- _WHAT IS NEEDED_: When you reach the line with "use std::net::SocketAddr;" in the data below, begin printing lines exactly, and stop once the line with "common are orthogonal" has been printed.

- _Stored data_:
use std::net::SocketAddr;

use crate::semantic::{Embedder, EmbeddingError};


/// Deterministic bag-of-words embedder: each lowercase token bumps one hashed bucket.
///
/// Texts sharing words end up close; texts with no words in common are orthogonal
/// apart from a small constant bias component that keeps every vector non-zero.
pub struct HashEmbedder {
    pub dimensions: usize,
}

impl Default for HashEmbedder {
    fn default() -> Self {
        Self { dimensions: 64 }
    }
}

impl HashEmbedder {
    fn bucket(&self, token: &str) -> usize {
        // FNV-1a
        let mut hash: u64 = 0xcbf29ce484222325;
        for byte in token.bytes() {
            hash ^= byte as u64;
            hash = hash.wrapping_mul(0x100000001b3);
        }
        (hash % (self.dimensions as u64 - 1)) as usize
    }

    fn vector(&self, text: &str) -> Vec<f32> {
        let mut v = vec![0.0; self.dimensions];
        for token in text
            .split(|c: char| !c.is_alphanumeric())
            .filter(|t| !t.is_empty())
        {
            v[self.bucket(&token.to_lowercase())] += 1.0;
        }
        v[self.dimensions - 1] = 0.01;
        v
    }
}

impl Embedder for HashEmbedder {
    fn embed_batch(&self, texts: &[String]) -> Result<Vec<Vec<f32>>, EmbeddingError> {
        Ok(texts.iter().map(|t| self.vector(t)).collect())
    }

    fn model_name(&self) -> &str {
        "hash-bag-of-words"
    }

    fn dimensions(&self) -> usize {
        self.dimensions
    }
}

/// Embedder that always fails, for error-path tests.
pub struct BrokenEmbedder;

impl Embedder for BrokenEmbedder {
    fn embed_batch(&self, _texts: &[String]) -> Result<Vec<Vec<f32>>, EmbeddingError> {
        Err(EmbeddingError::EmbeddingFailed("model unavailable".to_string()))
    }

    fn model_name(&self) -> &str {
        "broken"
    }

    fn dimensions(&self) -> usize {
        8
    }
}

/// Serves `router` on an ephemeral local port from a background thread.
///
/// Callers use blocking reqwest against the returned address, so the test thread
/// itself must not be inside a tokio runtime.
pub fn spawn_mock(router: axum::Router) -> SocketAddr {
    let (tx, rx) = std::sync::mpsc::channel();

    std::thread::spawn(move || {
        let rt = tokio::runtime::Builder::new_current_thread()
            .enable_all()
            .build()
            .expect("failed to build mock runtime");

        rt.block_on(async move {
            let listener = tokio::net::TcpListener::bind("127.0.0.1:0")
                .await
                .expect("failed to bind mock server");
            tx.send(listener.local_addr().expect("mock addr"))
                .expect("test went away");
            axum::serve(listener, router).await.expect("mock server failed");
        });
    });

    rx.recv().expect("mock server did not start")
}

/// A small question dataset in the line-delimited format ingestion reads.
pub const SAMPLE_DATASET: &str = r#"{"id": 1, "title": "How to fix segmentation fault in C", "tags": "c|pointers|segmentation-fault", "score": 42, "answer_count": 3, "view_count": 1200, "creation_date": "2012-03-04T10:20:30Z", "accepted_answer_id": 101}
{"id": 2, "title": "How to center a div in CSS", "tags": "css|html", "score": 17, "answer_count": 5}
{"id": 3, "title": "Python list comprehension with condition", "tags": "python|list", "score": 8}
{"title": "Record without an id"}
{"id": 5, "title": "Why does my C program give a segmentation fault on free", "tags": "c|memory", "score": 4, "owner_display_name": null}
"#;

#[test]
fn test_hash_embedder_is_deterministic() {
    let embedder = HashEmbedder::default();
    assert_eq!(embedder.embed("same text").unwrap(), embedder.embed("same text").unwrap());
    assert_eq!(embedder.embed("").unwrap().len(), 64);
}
==
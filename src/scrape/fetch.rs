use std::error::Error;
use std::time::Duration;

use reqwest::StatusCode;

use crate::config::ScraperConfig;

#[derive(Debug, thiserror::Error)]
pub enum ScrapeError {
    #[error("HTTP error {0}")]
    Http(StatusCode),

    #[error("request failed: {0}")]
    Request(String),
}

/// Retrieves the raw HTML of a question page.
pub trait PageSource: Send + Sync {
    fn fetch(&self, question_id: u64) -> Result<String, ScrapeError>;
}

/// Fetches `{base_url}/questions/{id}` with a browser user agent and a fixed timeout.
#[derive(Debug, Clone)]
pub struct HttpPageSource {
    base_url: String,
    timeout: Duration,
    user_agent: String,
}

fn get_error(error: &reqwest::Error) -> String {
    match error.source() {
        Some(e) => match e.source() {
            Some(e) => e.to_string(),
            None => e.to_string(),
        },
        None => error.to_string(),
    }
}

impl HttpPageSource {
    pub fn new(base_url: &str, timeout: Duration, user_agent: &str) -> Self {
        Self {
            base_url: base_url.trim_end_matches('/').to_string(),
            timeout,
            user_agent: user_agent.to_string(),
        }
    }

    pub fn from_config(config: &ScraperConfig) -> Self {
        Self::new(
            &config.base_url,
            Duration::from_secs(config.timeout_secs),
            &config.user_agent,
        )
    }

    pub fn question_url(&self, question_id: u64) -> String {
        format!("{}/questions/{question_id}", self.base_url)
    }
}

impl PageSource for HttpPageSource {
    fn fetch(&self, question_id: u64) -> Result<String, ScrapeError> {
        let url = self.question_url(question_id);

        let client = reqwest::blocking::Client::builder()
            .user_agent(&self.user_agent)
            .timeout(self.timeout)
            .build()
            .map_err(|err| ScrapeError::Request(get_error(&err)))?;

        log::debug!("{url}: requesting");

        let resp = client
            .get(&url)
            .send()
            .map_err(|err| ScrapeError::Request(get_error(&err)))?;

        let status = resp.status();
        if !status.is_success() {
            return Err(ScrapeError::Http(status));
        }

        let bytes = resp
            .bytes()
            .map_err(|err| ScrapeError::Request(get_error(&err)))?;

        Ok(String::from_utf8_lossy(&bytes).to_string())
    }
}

- _COMPLETED EXERCISE_:
use std::net::SocketAddr;

use crate::semantic::{Embedder, EmbeddingError};


/// Deterministic bag-of-words embedder: each lowercase token bumps one hashed bucket.
///
/// Texts sharing words end up close; texts with no words in common are orthogonal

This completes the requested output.